If a line in the entries below contains "symbol", copy it.

[Stored data entries]
--------------------
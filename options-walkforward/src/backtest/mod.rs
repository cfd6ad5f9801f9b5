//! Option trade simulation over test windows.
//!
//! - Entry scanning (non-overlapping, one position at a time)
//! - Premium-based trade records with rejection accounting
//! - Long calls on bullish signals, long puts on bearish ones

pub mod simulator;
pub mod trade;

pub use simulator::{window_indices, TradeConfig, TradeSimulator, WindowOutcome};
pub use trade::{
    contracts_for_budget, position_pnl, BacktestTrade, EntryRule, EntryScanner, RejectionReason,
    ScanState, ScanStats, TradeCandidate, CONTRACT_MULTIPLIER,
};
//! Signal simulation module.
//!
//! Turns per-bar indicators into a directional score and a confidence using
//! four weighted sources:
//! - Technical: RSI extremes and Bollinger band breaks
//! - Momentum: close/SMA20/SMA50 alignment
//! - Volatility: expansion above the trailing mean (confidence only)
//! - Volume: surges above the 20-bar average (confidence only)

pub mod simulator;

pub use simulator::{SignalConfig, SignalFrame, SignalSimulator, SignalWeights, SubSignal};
--------------------
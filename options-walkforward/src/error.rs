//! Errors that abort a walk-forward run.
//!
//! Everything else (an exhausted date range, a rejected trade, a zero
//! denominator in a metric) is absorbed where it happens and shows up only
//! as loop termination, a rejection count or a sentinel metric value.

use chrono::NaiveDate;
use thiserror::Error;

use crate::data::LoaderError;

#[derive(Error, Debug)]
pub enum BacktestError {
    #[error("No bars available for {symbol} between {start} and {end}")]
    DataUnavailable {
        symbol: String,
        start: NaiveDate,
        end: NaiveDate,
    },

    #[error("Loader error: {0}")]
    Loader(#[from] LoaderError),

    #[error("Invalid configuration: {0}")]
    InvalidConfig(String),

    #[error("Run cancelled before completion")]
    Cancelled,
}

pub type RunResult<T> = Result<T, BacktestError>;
--------------------
## OUTPUT OF THE TASK
    #[error("No bars available for {symbol} between {start} and {end}")]
        symbol: String,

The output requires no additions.